But yes, there will be a maintenance CapEx across the plants for compliance, and that could be in the range of INR 70 crores to INR 80 crores -- total for the year.
And from a Vizag revenue perspective, right? Like once the customers take the validation batches and the capacity utilization will only increase in the second half.
We will able to then guide you what is the peak revenue we are looking at from Vizag point of view.
There's a lot of work in progress right now.
Yes. Sir, just a backward question, like how much we have seen total in Vizag? And what kind of asset turnover generally like is optimal for this kind of a plant?
You see, we are already aiming to improve the fixed asset turnover ratio, right? And from a plant-wise, we don't give any specific numbers and that includes even the investment but you will see the revenue growth over the next years, the major revenue growth is going to be coming from Vizag.
So we are not disclosing how much we spend on Vizag also?
Correct.
Okay. No issues, sir.
[Operator Instructions]
Next question is from the line of Tushar Manudhane from Motilal Oswal Financial Services.
Sir, just one more from my side, with China approval, like especially for the commercial part, what will be the time line?
Your question is related to the approval, what we got for Ibuprofen in China, correct?
Correct, correct.
Yes. We already have the approval and we have already commenced commercial supplies.
Okay. So any sort of market size you would highlight for this product in China currently...
We are also assessing the market size in China.
They say it's substantial, and there's not the market, what is described in IMS is different than what's the actual ground reality.
So we do hope that we will have a substantial market share in China over the next few years.
And just lastly on this, so the formulator will have to participate in tenders using your G&A and then -- and that is how we'll get the business or we already have the -- I mean since you've already commercialized, but just a clarification on gave -- we already have a good amount of order for the coming year or it's more like a few months of.
So we have started getting the orders. As I said, for -- it is just not one customer.
At least we have a couple of customers, and they are also preparing for the launch quantity.
So the substantial requirement, the jump in the requirement is going to come in the next financial year.
And this is from Vizag facility?
This is from -- right now from our Pondi facility, but we are also qualifying -- we are adding Vizag additional site.
So that process will also be completed in this financial year.
[Operator Instructions]
The next question is from the line of Watsal Jayapuriya from the AM Capital Advisors.
So my first question is regarding your pipeline. Can you give some more color on the upcoming launches in FY '24, '25?
So from the pipeline perspective, one of the key actions that we are taking is the reclassification of the Cuddalore OAI. And in the last couple of investor calls also, I mentioned that we are -- there are 11 new approvals which are pending just from the Cuddalore site.

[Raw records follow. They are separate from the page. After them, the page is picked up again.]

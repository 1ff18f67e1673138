//! Canonical profile serialization

use quick_xml::Writer;
use quick_xml::events::{BytesDecl, BytesEnd, BytesStart, BytesText, Event};

use super::ROOT_TAG;
use crate::error::{CemuError, Result};
use crate::models::{AxisSettings, CemuProfile, ControllerEntry};

struct ProfileWriter {
    inner: Writer<Vec<u8>>,
}

impl ProfileWriter {
    fn new() -> Self {
        Self {
            inner: Writer::new_with_indent(Vec::new(), b' ', 2),
        }
    }

    fn event(&mut self, event: Event<'_>) -> Result<()> {
        self.inner
            .write_event(event)
            .map_err(|e| CemuError::Serialize(e.to_string()))
    }

    fn open(&mut self, tag: &str) -> Result<()> {
        self.event(Event::Start(BytesStart::new(tag)))
    }

    fn close(&mut self, tag: &str) -> Result<()> {
        self.event(Event::End(BytesEnd::new(tag)))
    }

    /// `<tag>text</tag>` on one line, even when `text` is empty.
    fn leaf(&mut self, tag: &str, text: &str) -> Result<()> {
        self.open(tag)?;
        self.event(Event::Text(BytesText::new(text)))?;
        self.close(tag)
    }

    fn axis_group(&mut self, tag: &str, settings: &AxisSettings) -> Result<()> {
        self.open(tag)?;
        self.leaf("deadzone", &settings.deadzone.to_string())?;
        self.leaf("range", &settings.range.to_string())?;
        self.close(tag)
    }

    fn controller(&mut self, controller: &ControllerEntry) -> Result<()> {
        self.open("controller")?;
        self.leaf("api", &controller.api)?;
        self.leaf("uuid", &controller.uuid)?;
        self.leaf("display_name", &controller.display_name)?;
        self.leaf("rumble", &controller.rumble.to_string())?;
        self.leaf("motion", if controller.motion { "true" } else { "false" })?;
        if !controller.product_guid.is_empty() {
            self.leaf("product_guid", &controller.product_guid)?;
        }
        self.axis_group("axis", &controller.axis)?;
        self.axis_group("rotation", &controller.rotation)?;
        self.axis_group("trigger", &controller.trigger)?;

        self.open("mappings")?;
        for (id, code) in controller.mappings.iter() {
            self.open("entry")?;
            self.leaf("mapping", &id.to_string())?;
            self.leaf("button", &code.to_string())?;
            self.close("entry")?;
        }
        self.close("mappings")?;
        self.close("controller")
    }

    fn finish(self) -> Result<String> {
        let mut xml = String::from_utf8(self.inner.into_inner())
            .map_err(|e| CemuError::Serialize(e.to_string()))?;
        xml.push('\n');
        Ok(xml)
    }
}

/// Serialize `profile` in the layout Cemu itself writes.
///
/// Output starts with an XML declaration, is indented by two spaces and lists
/// mappings in ascending id order. An empty profile name omits `<profile>`
/// and an empty product GUID omits `<product_guid>`.
///
/// # Errors
///
/// Returns [`CemuError::Serialize`] if the writer fails.
pub fn to_xml(profile: &CemuProfile) -> Result<String> {
    let mut w = ProfileWriter::new();
    w.event(Event::Decl(BytesDecl::new("1.0", Some("UTF-8"), None)))?;
    w.open(ROOT_TAG)?;
    w.leaf("type", profile.emulated_type.as_str())?;
    if !profile.profile_name.is_empty() {
        w.leaf("profile", &profile.profile_name)?;
    }
    for controller in &profile.controllers {
        w.controller(controller)?;
    }
    w.close(ROOT_TAG)?;
    w.finish()
}
//! Command implementations for meridianctl

pub mod configure;
pub mod controls;
pub mod profile;
pub mod slot;

use std::path::PathBuf;

use clap::Subcommand;

#[derive(Subcommand, Debug)]
pub enum ProfileCommands {
    /// List profiles in controllerProfiles/
    List {
        /// Cemu installation directory
        #[arg(long)]
        cemu_dir: PathBuf,
    },

    /// Show a profile's controller settings
    Show {
        /// Profile name, without .xml
        name: String,
        /// Cemu installation directory
        #[arg(long)]
        cemu_dir: PathBuf,
    },

    /// Show a profile's mappings as logical bindings
    Bindings {
        /// Profile name, without .xml
        name: String,
        /// Cemu installation directory
        #[arg(long)]
        cemu_dir: PathBuf,
    },

    /// Import a profile file into the repository
    Import {
        /// Profile XML to import
        file: PathBuf,
        /// Name to store it under (defaults to the file name)
        #[arg(short, long)]
        name: Option<String>,
        /// Cemu installation directory
        #[arg(long)]
        cemu_dir: PathBuf,
    },

    /// Delete a profile
    Delete {
        /// Profile name, without .xml
        name: String,
        /// Cemu installation directory
        #[arg(long)]
        cemu_dir: PathBuf,
    },
}

#[derive(Subcommand, Debug)]
pub enum SlotCommands {
    /// Show the profile active in a controller slot
    Show {
        /// Slot number, 0-7
        slot: u32,
        /// Cemu installation directory
        #[arg(long)]
        cemu_dir: PathBuf,
    },
}

#[derive(Subcommand, Debug)]
pub enum ControlsCommands {
    /// Show the [Controls] section of qt-config.ini
    Show {
        /// Eden installation directory
        #[arg(long)]
        eden_dir: PathBuf,
        /// Only keys of this 0-based player
        #[arg(short, long)]
        player: Option<u8>,
    },
}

And all of those at least 3 are very significant in terms of both revenue as well as our EBITDA margins. And this the momentum in terms of the new product filings, which we have again reinitiated in the last year. For those, we will start seeing commercial revenues in second half of FY '25. Typically, we've had at least 3 to 4 new product launches every year and that our momentum will carry on from FY '25.
So sir, these 11 new approvals that you mentioned, so which therapeutic area would these be in? And if you could give a broad color on the end market side for these molecules?
What I can tell you is when I say the significant, right, at least those 2 out of those 3 are polymer-based products. And the market size, one of them, it is like a global requirement. So it's not just dependent on the U.S., we have initiated the efforts for Europe as well, but U.S. market alone for -- once we get the approval, that could add at least $5 million just for one product.
And the other one would be about another $4 million to $5 million. So these two products itself will give us $10 million in terms of new revenues coming out of our Cuddalore site. And this is one of our specialization is in the polymer-based chemistry because what we look at is more from a therapeutic we look at the complexity of the product, whether it is in the process manufacturing or it is in the polymer.
So typically, how many players would there be in these markets in these polymer based...
In the polymer-based chemistry as a pure-play API company, right? There are only or two companies who have current approved DMS and selling polymer-based products and one is Solara.
Okay. That's great. Secondly, so for API companies have reported very strong export sales during the quarter. And our growth has been relatively muted when compared to them so, is there any reason that you could point out, particularly for this?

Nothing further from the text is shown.